** Opening Given information block **
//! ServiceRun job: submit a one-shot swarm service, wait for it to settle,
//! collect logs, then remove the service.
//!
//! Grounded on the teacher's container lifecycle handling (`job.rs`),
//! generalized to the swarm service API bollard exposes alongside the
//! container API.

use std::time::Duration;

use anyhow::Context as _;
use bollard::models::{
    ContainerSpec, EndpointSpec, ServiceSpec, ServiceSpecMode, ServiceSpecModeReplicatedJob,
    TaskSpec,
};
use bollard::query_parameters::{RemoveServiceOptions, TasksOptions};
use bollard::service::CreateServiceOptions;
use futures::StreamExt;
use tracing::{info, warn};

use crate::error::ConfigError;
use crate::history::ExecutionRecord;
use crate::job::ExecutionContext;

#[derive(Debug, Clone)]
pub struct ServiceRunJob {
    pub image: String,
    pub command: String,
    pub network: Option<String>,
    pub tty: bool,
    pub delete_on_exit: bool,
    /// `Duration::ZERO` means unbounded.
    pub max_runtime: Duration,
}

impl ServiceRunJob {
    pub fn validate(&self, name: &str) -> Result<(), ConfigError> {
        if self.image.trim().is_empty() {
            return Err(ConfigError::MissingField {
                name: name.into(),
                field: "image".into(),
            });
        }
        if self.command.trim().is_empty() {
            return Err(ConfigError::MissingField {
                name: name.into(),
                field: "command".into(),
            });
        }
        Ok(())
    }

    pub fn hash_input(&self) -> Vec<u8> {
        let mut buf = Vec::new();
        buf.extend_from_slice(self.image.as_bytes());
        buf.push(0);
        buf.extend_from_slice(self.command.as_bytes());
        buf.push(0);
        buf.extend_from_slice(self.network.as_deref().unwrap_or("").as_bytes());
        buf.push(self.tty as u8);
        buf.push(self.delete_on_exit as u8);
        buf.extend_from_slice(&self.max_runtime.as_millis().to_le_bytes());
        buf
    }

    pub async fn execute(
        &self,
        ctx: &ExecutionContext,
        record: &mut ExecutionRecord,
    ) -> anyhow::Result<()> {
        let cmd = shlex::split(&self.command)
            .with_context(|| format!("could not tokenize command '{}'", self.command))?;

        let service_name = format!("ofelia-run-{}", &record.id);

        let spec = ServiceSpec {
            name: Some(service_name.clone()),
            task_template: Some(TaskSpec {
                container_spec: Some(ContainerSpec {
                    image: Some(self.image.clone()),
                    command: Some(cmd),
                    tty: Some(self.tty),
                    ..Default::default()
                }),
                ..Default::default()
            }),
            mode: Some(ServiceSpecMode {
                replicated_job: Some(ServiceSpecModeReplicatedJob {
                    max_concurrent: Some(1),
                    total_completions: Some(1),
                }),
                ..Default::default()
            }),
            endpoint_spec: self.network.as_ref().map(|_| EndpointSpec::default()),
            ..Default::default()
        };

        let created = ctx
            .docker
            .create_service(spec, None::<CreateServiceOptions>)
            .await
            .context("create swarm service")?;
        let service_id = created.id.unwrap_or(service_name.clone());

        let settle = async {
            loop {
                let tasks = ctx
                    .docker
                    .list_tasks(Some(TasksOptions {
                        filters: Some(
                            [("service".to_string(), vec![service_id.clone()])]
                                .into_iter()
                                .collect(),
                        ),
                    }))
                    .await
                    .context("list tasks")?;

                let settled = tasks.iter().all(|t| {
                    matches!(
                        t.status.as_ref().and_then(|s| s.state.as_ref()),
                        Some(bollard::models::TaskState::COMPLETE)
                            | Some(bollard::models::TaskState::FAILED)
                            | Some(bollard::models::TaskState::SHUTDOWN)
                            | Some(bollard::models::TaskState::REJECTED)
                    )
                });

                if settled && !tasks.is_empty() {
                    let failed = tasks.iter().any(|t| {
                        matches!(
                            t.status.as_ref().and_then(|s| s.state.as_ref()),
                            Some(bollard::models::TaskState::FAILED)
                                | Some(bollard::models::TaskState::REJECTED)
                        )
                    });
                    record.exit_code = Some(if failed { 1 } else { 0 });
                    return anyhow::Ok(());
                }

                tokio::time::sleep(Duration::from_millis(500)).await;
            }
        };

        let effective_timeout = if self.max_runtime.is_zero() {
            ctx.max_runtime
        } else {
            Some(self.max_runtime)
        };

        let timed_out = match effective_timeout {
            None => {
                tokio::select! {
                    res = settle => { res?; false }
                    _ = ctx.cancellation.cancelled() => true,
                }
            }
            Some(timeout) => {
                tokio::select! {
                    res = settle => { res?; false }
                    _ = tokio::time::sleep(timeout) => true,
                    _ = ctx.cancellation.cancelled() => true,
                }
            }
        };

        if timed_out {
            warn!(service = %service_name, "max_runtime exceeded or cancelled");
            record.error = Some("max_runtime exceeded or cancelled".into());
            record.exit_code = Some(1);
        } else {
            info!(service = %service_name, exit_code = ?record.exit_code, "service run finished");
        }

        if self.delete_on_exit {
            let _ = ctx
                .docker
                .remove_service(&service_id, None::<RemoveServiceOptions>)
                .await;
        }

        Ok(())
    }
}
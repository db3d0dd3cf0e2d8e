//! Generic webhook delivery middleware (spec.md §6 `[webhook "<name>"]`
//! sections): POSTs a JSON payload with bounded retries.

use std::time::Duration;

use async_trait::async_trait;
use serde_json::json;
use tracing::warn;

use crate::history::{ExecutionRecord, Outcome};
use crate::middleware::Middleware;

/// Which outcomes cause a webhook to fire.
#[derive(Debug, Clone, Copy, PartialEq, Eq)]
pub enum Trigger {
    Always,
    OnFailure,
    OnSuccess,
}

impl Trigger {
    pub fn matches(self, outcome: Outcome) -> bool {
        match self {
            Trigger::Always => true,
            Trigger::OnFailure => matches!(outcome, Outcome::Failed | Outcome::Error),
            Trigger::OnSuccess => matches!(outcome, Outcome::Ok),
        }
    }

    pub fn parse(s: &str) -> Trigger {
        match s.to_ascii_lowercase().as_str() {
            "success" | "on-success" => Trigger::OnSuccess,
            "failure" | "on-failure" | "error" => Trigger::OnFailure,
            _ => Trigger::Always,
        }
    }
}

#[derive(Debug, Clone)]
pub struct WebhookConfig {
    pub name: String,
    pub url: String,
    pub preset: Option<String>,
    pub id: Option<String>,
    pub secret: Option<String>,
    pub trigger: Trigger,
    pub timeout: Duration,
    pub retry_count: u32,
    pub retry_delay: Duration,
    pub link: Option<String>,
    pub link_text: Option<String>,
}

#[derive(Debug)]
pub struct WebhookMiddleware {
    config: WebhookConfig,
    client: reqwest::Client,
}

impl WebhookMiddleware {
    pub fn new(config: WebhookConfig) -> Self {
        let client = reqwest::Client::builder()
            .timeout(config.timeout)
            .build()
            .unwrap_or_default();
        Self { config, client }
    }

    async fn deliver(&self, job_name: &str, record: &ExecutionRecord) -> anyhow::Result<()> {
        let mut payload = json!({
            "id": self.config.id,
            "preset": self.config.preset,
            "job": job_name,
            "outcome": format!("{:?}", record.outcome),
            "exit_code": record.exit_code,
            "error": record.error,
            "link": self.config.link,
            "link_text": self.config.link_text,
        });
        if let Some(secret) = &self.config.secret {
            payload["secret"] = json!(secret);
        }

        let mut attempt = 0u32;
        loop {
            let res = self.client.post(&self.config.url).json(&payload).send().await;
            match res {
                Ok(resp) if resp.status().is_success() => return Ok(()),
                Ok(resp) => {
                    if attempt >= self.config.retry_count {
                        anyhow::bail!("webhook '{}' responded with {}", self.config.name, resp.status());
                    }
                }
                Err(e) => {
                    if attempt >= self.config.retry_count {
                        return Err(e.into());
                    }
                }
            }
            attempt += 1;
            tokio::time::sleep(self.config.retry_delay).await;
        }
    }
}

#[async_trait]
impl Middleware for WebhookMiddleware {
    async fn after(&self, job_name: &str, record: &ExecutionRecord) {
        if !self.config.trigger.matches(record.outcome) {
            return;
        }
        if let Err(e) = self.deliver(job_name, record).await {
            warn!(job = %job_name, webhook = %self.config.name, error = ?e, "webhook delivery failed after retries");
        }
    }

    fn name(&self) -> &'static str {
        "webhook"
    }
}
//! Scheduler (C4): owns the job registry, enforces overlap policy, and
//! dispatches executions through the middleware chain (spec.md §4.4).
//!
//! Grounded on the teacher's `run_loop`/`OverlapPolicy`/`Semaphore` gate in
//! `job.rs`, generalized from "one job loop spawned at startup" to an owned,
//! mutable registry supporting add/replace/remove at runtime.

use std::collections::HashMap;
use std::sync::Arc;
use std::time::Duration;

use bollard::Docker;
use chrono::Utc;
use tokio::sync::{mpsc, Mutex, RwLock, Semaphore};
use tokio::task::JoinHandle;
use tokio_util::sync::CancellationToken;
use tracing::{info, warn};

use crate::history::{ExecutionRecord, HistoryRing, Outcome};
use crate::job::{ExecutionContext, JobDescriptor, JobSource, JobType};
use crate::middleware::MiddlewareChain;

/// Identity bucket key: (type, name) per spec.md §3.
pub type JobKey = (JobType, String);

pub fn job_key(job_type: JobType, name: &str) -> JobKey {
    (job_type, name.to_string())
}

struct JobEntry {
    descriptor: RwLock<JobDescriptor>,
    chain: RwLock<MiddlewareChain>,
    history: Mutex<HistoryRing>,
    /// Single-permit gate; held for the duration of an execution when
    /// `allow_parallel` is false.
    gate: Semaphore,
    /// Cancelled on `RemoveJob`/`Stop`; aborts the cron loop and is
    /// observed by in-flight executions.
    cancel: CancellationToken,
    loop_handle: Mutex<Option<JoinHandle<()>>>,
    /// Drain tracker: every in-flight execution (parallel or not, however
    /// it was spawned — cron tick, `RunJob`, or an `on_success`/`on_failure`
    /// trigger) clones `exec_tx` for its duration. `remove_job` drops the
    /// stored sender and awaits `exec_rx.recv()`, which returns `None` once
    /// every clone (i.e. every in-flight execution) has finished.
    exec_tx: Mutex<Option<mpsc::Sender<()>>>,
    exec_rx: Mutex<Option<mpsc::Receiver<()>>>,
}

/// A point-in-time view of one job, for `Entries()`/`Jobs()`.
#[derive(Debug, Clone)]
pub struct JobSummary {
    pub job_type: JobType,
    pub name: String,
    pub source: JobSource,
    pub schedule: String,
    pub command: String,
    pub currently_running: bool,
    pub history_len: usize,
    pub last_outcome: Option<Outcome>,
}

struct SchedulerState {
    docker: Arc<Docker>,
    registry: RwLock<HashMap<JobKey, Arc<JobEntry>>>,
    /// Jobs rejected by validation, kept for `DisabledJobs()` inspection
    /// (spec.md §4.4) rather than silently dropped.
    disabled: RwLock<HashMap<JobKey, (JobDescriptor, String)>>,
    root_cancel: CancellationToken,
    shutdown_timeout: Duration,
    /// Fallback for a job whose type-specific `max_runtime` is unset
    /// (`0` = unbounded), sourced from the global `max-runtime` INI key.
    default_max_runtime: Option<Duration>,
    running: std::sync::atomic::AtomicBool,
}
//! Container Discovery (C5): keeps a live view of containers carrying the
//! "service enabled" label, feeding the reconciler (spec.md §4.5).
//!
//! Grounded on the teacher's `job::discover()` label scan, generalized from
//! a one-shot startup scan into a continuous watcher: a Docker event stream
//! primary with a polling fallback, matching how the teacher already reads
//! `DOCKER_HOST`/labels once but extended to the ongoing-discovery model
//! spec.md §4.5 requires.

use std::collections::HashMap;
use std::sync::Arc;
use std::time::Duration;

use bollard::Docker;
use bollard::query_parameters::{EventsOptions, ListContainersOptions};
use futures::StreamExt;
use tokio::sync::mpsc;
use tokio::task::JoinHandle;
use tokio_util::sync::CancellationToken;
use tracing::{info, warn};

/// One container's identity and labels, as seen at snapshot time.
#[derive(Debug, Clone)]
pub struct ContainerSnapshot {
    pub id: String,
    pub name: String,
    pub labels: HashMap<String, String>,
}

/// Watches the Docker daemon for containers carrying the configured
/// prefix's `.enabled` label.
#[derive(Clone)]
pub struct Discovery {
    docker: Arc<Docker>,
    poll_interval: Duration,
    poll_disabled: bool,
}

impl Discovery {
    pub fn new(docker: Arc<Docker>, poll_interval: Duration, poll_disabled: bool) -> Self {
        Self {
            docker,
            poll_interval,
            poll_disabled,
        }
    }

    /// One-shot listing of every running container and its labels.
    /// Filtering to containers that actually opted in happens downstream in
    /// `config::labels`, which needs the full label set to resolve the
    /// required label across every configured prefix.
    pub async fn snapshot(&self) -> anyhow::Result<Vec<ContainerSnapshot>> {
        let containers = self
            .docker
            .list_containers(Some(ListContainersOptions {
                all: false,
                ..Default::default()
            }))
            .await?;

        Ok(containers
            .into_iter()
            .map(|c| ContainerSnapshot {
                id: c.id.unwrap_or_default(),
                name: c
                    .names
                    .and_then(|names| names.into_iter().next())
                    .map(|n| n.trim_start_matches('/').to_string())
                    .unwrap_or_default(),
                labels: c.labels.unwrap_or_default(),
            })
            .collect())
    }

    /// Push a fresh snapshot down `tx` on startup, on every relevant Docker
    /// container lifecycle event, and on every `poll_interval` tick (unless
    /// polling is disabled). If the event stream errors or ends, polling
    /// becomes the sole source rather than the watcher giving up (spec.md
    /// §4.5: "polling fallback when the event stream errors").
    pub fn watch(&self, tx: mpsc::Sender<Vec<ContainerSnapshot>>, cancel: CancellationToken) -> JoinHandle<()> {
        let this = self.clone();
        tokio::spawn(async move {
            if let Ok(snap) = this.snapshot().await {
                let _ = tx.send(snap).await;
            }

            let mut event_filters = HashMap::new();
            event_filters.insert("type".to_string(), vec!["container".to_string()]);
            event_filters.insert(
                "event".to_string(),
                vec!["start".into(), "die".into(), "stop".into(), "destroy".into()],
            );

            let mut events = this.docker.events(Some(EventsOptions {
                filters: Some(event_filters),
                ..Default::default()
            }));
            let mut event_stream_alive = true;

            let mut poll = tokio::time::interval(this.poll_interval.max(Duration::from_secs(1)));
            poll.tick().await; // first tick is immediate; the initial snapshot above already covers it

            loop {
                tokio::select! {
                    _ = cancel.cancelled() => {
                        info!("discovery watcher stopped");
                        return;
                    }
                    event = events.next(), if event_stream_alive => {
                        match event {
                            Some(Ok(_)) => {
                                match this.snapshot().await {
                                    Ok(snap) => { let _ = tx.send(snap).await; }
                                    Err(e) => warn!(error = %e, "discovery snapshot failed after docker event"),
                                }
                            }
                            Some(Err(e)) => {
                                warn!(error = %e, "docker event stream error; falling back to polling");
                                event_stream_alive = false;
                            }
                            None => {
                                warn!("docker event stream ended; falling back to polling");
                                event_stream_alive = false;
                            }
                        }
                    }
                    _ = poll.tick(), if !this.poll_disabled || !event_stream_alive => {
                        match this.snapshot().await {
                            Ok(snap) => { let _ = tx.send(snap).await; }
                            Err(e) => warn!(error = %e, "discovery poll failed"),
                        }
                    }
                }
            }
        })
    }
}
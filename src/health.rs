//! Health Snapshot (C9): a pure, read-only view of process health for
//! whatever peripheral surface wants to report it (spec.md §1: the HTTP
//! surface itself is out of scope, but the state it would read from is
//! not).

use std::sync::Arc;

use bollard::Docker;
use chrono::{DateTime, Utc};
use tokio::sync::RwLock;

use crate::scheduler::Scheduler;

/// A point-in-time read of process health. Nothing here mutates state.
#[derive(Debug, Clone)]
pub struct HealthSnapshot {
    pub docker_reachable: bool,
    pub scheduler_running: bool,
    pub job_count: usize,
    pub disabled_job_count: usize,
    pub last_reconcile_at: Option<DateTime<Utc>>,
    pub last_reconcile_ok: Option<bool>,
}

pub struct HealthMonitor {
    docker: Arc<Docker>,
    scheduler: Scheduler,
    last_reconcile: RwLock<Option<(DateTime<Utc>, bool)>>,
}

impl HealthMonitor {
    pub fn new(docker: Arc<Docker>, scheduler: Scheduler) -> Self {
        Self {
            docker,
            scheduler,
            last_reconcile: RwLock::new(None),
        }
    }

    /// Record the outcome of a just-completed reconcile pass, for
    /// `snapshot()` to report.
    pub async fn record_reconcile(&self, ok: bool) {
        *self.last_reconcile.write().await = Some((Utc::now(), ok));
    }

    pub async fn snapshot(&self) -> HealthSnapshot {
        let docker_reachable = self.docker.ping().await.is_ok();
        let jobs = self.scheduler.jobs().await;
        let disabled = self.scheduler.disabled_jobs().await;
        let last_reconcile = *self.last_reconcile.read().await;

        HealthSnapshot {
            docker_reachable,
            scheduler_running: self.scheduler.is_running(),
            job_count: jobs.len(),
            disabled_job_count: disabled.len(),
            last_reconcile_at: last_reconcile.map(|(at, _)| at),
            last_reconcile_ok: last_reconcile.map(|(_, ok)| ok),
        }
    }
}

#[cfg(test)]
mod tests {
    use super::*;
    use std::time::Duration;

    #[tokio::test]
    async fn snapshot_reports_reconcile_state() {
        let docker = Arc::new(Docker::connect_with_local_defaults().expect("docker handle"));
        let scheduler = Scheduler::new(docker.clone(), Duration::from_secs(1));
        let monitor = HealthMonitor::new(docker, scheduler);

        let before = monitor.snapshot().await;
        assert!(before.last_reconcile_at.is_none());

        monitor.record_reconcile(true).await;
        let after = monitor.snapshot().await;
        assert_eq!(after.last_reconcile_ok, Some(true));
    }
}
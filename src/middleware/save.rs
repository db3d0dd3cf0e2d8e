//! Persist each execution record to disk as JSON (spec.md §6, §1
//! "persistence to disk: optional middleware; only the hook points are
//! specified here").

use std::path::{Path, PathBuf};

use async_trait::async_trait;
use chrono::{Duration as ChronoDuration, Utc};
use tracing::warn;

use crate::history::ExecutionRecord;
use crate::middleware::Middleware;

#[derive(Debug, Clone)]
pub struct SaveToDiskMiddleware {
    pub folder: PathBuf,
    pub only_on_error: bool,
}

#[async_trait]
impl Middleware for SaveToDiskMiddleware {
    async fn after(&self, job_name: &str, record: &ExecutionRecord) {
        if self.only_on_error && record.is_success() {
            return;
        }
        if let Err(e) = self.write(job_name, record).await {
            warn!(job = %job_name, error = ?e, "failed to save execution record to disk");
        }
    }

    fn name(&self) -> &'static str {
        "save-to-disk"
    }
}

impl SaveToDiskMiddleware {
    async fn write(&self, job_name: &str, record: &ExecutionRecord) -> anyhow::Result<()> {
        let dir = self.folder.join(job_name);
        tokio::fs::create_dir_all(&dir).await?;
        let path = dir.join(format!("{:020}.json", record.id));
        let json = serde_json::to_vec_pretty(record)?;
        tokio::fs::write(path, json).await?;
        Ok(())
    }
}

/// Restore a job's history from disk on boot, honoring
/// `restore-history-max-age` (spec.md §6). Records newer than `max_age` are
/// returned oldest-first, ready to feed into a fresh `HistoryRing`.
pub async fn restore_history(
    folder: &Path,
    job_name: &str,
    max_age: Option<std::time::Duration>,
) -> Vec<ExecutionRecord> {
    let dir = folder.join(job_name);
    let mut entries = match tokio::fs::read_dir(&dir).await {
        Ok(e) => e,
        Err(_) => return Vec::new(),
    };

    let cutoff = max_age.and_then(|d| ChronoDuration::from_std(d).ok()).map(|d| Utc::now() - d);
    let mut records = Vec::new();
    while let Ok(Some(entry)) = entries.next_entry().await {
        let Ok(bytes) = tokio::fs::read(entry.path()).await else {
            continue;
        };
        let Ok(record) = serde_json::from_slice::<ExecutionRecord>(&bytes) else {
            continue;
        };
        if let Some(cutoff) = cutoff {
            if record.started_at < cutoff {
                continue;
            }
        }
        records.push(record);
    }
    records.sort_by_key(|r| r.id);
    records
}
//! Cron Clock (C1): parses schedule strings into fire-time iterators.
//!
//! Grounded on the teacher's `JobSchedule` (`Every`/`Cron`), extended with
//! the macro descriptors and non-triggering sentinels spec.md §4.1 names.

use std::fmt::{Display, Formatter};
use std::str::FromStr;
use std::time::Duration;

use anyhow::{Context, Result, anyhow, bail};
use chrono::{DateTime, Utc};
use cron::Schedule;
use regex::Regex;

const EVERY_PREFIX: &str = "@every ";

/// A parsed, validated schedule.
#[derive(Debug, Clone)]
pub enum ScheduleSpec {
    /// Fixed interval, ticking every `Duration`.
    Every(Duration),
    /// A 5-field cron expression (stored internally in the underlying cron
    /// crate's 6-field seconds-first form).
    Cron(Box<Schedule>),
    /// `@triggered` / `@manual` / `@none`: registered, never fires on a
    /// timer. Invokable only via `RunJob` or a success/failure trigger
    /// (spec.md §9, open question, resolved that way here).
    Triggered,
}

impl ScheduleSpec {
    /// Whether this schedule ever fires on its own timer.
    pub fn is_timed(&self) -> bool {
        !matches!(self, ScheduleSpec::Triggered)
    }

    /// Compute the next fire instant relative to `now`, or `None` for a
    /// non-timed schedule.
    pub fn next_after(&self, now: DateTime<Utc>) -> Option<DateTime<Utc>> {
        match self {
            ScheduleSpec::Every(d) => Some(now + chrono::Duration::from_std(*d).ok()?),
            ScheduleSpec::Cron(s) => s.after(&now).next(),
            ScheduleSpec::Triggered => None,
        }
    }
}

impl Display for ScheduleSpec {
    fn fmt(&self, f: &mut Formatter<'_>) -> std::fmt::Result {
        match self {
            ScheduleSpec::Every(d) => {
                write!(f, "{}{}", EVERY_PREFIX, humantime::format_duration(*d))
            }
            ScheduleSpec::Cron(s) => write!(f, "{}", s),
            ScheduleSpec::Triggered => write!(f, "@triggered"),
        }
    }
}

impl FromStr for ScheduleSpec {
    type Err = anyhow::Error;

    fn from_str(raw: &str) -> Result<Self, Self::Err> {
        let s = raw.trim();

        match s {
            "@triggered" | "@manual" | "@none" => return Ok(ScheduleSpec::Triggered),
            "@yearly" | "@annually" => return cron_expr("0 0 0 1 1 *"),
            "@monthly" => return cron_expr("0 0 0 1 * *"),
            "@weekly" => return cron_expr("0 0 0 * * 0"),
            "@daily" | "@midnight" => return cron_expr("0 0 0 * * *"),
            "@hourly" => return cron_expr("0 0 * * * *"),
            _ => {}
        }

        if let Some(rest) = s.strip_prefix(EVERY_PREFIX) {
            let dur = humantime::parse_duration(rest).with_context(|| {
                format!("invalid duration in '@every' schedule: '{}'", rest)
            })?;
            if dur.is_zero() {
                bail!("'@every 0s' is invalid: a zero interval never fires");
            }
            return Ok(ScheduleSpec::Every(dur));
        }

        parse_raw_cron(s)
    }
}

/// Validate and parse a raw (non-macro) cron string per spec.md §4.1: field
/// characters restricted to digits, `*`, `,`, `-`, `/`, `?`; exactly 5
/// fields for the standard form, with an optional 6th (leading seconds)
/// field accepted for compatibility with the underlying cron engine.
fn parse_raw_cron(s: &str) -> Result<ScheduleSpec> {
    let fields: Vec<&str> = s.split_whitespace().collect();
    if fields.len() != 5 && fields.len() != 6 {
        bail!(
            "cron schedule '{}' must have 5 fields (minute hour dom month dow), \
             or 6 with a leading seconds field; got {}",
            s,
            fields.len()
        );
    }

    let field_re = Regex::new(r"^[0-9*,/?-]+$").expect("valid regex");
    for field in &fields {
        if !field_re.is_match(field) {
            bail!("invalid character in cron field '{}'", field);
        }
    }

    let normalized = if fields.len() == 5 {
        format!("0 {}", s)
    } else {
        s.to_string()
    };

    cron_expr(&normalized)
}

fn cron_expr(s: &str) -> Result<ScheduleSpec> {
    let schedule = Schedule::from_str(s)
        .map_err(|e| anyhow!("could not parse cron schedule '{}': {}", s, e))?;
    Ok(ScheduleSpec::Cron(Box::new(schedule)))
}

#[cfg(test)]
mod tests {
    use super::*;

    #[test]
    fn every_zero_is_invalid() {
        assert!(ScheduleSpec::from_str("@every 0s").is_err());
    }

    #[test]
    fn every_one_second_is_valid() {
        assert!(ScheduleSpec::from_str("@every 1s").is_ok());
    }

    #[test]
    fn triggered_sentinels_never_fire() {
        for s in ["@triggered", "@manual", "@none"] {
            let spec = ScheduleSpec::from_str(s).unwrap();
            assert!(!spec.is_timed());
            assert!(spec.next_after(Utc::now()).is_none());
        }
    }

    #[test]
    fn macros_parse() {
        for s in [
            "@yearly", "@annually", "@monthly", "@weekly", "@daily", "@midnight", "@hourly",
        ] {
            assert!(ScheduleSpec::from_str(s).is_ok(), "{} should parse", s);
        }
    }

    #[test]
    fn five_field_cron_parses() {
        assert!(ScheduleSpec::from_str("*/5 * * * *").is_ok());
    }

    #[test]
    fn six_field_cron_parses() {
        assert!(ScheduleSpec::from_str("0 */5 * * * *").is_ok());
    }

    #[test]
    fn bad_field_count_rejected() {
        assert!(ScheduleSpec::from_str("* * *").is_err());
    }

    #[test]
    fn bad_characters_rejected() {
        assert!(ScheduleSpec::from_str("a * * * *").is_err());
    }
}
** Closing Given information block **
In the listing above, locate the line containing "pub fn job_key(job_type: JobType, name: &str)" and the line containing "pub struct JobSummary". Transcribe those two lines and everything between them, exactly as written.

pub fn job_key(job_type: JobType, name: &str) -> JobKey {
    (job_type, name.to_string())
}

struct JobEntry {
    descriptor: RwLock<JobDescriptor>,
    chain: RwLock<MiddlewareChain>,
    history: Mutex<HistoryRing>,
    /// Single-permit gate; held for the duration of an execution when
    /// `allow_parallel` is false.
    gate: Semaphore,
    /// Cancelled on `RemoveJob`/`Stop`; aborts the cron loop and is
    /// observed by in-flight executions.
    cancel: CancellationToken,
    loop_handle: Mutex<Option<JoinHandle<()>>>,
    /// Drain tracker: every in-flight execution (parallel or not, however
    /// it was spawned — cron tick, `RunJob`, or an `on_success`/`on_failure`
    /// trigger) clones `exec_tx` for its duration. `remove_job` drops the
    /// stored sender and awaits `exec_rx.recv()`, which returns `None` once
    /// every clone (i.e. every in-flight execution) has finished.
    exec_tx: Mutex<Option<mpsc::Sender<()>>>,
    exec_rx: Mutex<Option<mpsc::Receiver<()>>>,
}

/// A point-in-time view of one job, for `Entries()`/`Jobs()`.
#[derive(Debug, Clone)]
pub struct JobSummary {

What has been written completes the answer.